■ YOUR OBJECTIVE: Working from the entries below, give again each line from the first through the one containing "build, including misses.", exactly and with nothing else.

** GIVEN RECORDS follows **

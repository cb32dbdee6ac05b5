//! SDK example templates.
//!
//! Hand-written examples for well-known routes live on disk as minijinja
//! templates, one per language:
//!
//! ```text
//! <templates_dir>/php/sites.create.php.jinja
//! <templates_dir>/js/sites.create.js.jinja
//! ```
//!
//! A route only gets a template lookup if `(path, method)` is registered in
//! [`TEMPLATE_MAP`]. Lookups are cached per build, including misses.

use minijinja::value::{Value as TemplateValue, ValueKind};
use minijinja::{escape_formatter, Environment, Error, ErrorKind, Output, State};
use once_cell::sync::Lazy;
use serde::Serialize;
use serde_json::{Map, Value};
use std::collections::HashMap;
use std::fmt::Write as _;
use std::fs;
use std::path::{Path, PathBuf};
use tracing::{debug, warn};

use super::literal::{js_object, php_array, single_quote};
use super::{SdkLanguage, SnippetRequest};
use crate::slug::{strip_api_prefix, value_to_string};

/// Route → template name, keyed by `"{METHOD} {path}"` with the path taken
/// after the API prefix.
pub static TEMPLATE_MAP: Lazy<HashMap<String, &'static str>> =
    Lazy::new(|| {
        [
            // account
            (("account", "GET"), "account.getSummary"),
            (("ssh-keys", "GET"), "account.sshKeys.list"),
            (("ssh-keys", "POST"), "account.sshKeys.create"),
            (("ssh-keys/{key}", "GET"), "account.sshKeys.get"),
            (("ssh-keys/{key}", "DELETE"), "account.sshKeys.delete"),
            (("api-keys", "GET"), "account.apiKeys.list"),
            (("api-keys", "POST"), "account.apiKeys.create"),
            (("api-keys/{token}", "DELETE"), "account.apiKeys.delete"),
            (("global-secrets", "GET"), "account.secrets.list"),
            (("global-secrets", "POST"), "account.secrets.create"),
            (("global-secrets/{secret}", "GET"), "account.secrets.get"),
            (("global-secrets/{secret}", "PUT"), "account.secrets.update"),
            (("global-secrets/{secret}", "DELETE"), "account.secrets.delete"),
            (("php-versions", "GET"), "phpVersions.list"),
            // sites
            (("sites", "GET"), "sites.list"),
            (("sites", "POST"), "sites.create"),
            (("sites/{site}", "GET"), "sites.get"),
            (("sites/{site}", "PUT"), "sites.update"),
            (("sites/{site}", "DELETE"), "sites.delete"),
            (("sites/{site}/clone", "POST"), "sites.clone"),
            (("sites/{site}/suspend", "POST"), "sites.suspend"),
            (("sites/{site}/unsuspend", "POST"), "sites.unsuspend"),
            (("sites/{site}/sftp/reset-password", "POST"), "sites.resetSftpPassword"),
            (("sites/{site}/database/reset-password", "POST"), "sites.db.resetPassword"),
            (("sites/{site}/logs", "GET"), "sites.getLogs"),
            (("sites/{site}/purge-cache", "POST"), "sites.purgeCache"),
            (("sites/{site}/ssh-keys", "GET"), "sites.sshKeys.list"),
            (("sites/{site}/ssh-keys", "POST"), "sites.sshKeys.add"),
            (("sites/{site}/ssh-keys/{key}", "DELETE"), "sites.sshKeys.remove"),
            (("sites/{site}/db/import", "POST"), "sites.db.import"),
            (("sites/{site}/db/imports", "POST"), "sites.db.createImportSession"),
            (("sites/{site}/db/imports/{import}", "GET"), "sites.db.getImportStatus"),
            (("sites/{site}/db/imports/{import}/run", "POST"), "sites.db.runImport"),
            (("sites/{site}/db/export", "POST"), "sites.db.createExport"),
            (("sites/{site}/db/exports/{export}", "GET"), "sites.db.getExportStatus"),
            // sites: waf
            (("sites/{site}/waf/allowed-referrers", "GET"), "sites.waf.listAllowedReferrers"),
            (("sites/{site}/waf/allowed-referrers", "POST"), "sites.waf.addAllowedReferrer"),
            (("sites/{site}/waf/allowed-referrers/{hostname}", "DELETE"), "sites.waf.removeAllowedReferrer"),
            (("sites/{site}/waf/blocked-referrers", "GET"), "sites.waf.listBlockedReferrers"),
            (("sites/{site}/waf/blocked-referrers", "POST"), "sites.waf.addBlockedReferrer"),
            (("sites/{site}/waf/blocked-referrers/{hostname}", "DELETE"), "sites.waf.removeBlockedReferrer"),
            (("sites/{site}/waf/blocked-ips", "GET"), "sites.waf.listBlockedIPs"),
            (("sites/{site}/waf/blocked-ips", "POST"), "sites.waf.addBlockedIP"),
            (("sites/{site}/waf/blocked-ips/{ip}", "DELETE"), "sites.waf.removeBlockedIP"),
            (("sites/{site}/waf/rate-limits", "GET"), "sites.waf.listRateLimits"),
            (("sites/{site}/waf/rate-limits", "POST"), "sites.waf.createRateLimit"),
            (("sites/{site}/waf/rate-limits/{rule}", "GET"), "sites.waf.getRateLimit"),
            (("sites/{site}/waf/rate-limits/{rule}", "PUT"), "sites.waf.updateRateLimit"),
            (("sites/{site}/waf/rate-limits/{rule}", "DELETE"), "sites.waf.deleteRateLimit"),
            // environments
            (("sites/{site}/environments", "GET"), "environments.list"),
            (("sites/{site}/environments", "POST"), "environments.create"),
            (("environments", "GET"), "environments.listAll"),
            (("environments/{env}", "GET"), "environments.get"),
            (("environments/{env}", "PUT"), "environments.update"),
            (("environments/{env}", "DELETE"), "environments.delete"),
            (("environments/{env}/database/reset-password", "POST"), "environments.resetDatabasePassword"),
            (("environments/{env}/ssl", "GET"), "sites.ssl.getStatus"),
            (("environments/{env}/ssl/nudge", "POST"), "sites.ssl.nudge"),
            (("environments/{env}/secrets", "GET"), "environments.secrets.list"),
            (("environments/{env}/secrets", "POST"), "environments.secrets.create"),
            (("secrets/{secret}", "GET"), "environments.secrets.get"),
            (("secrets/{secret}", "PUT"), "environments.secrets.update"),
            (("secrets/{secret}", "DELETE"), "environments.secrets.delete"),
            (("environments/{env}/deployments", "GET"), "environments.deployments.list"),
            (("environments/{env}/deployments", "POST"), "environments.deployments.create"),
            (("deployments/{deployment}", "GET"), "environments.deployments.get"),
            (("environments/{env}/rollback", "POST"), "environments.deployments.rollback"),
            // webhooks
            (("webhooks", "GET"), "webhooks.list"),
            (("webhooks", "POST"), "webhooks.create"),
            (("webhooks/{webhook}", "GET"), "webhooks.get"),
            (("webhooks/{webhook}", "PUT"), "webhooks.update"),
            (("webhooks/{webhook}", "DELETE"), "webhooks.delete"),
            (("webhooks/{webhook}/logs", "GET"), "webhooks.listLogs"),
            (("webhooks/{webhook}/rotate-secret", "POST"), "webhooks.rotateSecret"),
            // events
            (("events", "GET"), "events.list"),
        ]
        .into_iter()
        .map(|((path, method), name)| (template_key(path, method), name))
        .collect()
    });

fn template_key(path: &str, method: &str) -> String {
    format!("{method} {path}")
}

/// Registered template name for a route, by exact match on the path after
/// the API prefix.
#[must_use]
pub fn template_name_for(uri: &str, method: &str) -> Option<&'static str> {
    TEMPLATE_MAP
        .get(&template_key(strip_api_prefix(uri), method))
        .copied()
}

/// File holding template `name` for `lang` under `dir`.
#[must_use]
pub fn template_path(dir: &Path, lang: SdkLanguage, name: &str) -> PathBuf {
    dir.join(lang.as_str())
        .join(format!("{name}.{}.jinja", lang.as_str()))
}

/// Data exposed to a template.
#[derive(Debug, Serialize)]
struct TemplateContext<'a> {
    method: &'a str,
    uri: &'a str,
    url_params: &'a Map<String, Value>,
    query_params: &'a Map<String, Value>,
    body_params: &'a Map<String, Value>,
    first_url_param: Option<&'a Value>,
    has_body_params: bool,
    has_query_params: bool,
}

impl<'a> TemplateContext<'a> {
    fn new(request: &SnippetRequest<'a>) -> Self {
        Self {
            method: request.method,
            uri: request.uri,
            url_params: request.url_params,
            query_params: request.query_params,
            body_params: request.body_params,
            first_url_param: request.url_params.values().next(),
            has_body_params: !request.body_params.is_empty(),
            has_query_params: !request.query_params.is_empty(),
        }
    }
}

/// Read-through cache of template sources for one build.
#[derive(Debug, Default)]
pub struct TemplateStore {
    dir: Option<PathBuf>,
    cache: HashMap<(SdkLanguage, String), Option<String>>,
}

impl TemplateStore {
    /// Store rooted at `dir`. Without a directory every lookup misses.
    #[must_use]
    pub fn new(dir: Option<PathBuf>) -> Self {
        Self {
            dir,
            cache: HashMap::new(),
        }
    }

    /// Number of cached lookups, hits and misses together.
    #[must_use]
    pub fn cached_len(&self) -> usize {
        self.cache.len()
    }

    /// Template source for `(lang, name)`, reading the file on first use.
    pub fn load(&mut self, lang: SdkLanguage, name: &str) -> Option<&str> {
        let dir = self.dir.as_deref();
        self.cache
            .entry((lang, name.to_string()))
            .or_insert_with(|| read_template(dir, lang, name))
            .as_deref()
    }

    /// Render the registered template for a request, if one exists and
    /// renders cleanly. Render failures are logged and reported as `None`.
    pub fn render(&mut self, lang: SdkLanguage, request: &SnippetRequest<'_>) -> Option<String> {
        let name = template_name_for(request.uri, request.method)?;
        let source = self.load(lang, name)?;
        match render_snippet(source, &TemplateContext::new(request)) {
            Ok(rendered) => Some(rendered),
            Err(err) => {
                warn!(
                    template = name,
                    lang = %lang,
                    error = %err,
                    "Snippet template failed to render; using generated example"
                );
                None
            }
        }
    }
}

fn read_template(dir: Option<&Path>, lang: SdkLanguage, name: &str) -> Option<String> {
    let path = template_path(dir?, lang, name);
    match fs::read_to_string(&path) {
        Ok(source) => {
            debug!(path = %path.display(), "Loaded snippet template");
            Some(source)
        }
        Err(_) => {
            debug!(path = %path.display(), "No snippet template");
            None
        }
    }
}

fn render_snippet(source: &str, ctx: &TemplateContext<'_>) -> Result<String, Error> {
    let mut env = snippet_environment();
    env.add_template("snippet", source)?;
    env.get_template("snippet")?.render(ctx)
}

fn snippet_environment<'source>() -> Environment<'source> {
    let mut env = Environment::new();
    env.set_keep_trailing_newline(true);
    env.set_formatter(format_scalar);
    env.add_function("quote", |value: TemplateValue| -> Result<String, Error> {
        Ok(single_quote(&value_to_string(&to_json(&value)?)))
    });
    env.add_function(
        "php_array",
        |map: TemplateValue, indent: Option<usize>| -> Result<String, Error> {
            Ok(php_array(&to_json_map(&map)?, indent.unwrap_or(0)))
        },
    );
    env.add_function(
        "js_object",
        |map: TemplateValue, indent: Option<usize>| -> Result<String, Error> {
            Ok(js_object(&to_json_map(&map)?, indent.unwrap_or(0)))
        },
    );
    env.add_function("params_if_any", |map: TemplateValue| -> Result<String, Error> {
        let map = to_json_map(&map)?;
        if map.is_empty() {
            Ok(String::new())
        } else {
            Ok(php_array(&map, 0))
        }
    });
    env
}

/// Prints booleans as `true`/`false` and `none`/undefined as nothing, so
/// interpolated values read as PHP and JavaScript source.
fn format_scalar(out: &mut Output<'_>, state: &State<'_, '_>, value: &TemplateValue) -> Result<(), Error> {
    match value.kind() {
        ValueKind::Undefined | ValueKind::None => Ok(()),
        ValueKind::Bool => {
            out.write_str(if value.is_true() { "true" } else { "false" })?;
            Ok(())
        }
        _ => escape_formatter(out, state, value),
    }
}

fn to_json(value: &TemplateValue) -> Result<Value, Error> {
    serde_json::to_value(value).map_err(|e| Error::new(ErrorKind::InvalidOperation, e.to_string()))
}

/// Template maps as JSON maps; `none`/undefined count as empty.
fn to_json_map(value: &TemplateValue) -> Result<Map<String, Value>, Error> {
    match to_json(value)? {
        Value::Object(map) => Ok(map),
        Value::Null => Ok(Map::new()),
        other => Err(Error::new(
            ErrorKind::InvalidOperation,
            format!("expected a map, got {other}"),
        )),
    }
}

** End of GIVEN RECORDS **

■ COMPLETED EXERCISE:
repository cb32dbdee6ac05b5
//! SDK example templates.
//!
//! Hand-written examples for well-known routes live on disk as minijinja
//! templates, one per language:
//!
//! ```text
//! <templates_dir>/php/sites.create.php.jinja
//! <templates_dir>/js/sites.create.js.jinja
//! ```
//!
//! A route only gets a template lookup if `(path, method)` is registered in
//! [`TEMPLATE_MAP`]. Lookups are cached per build, including misses.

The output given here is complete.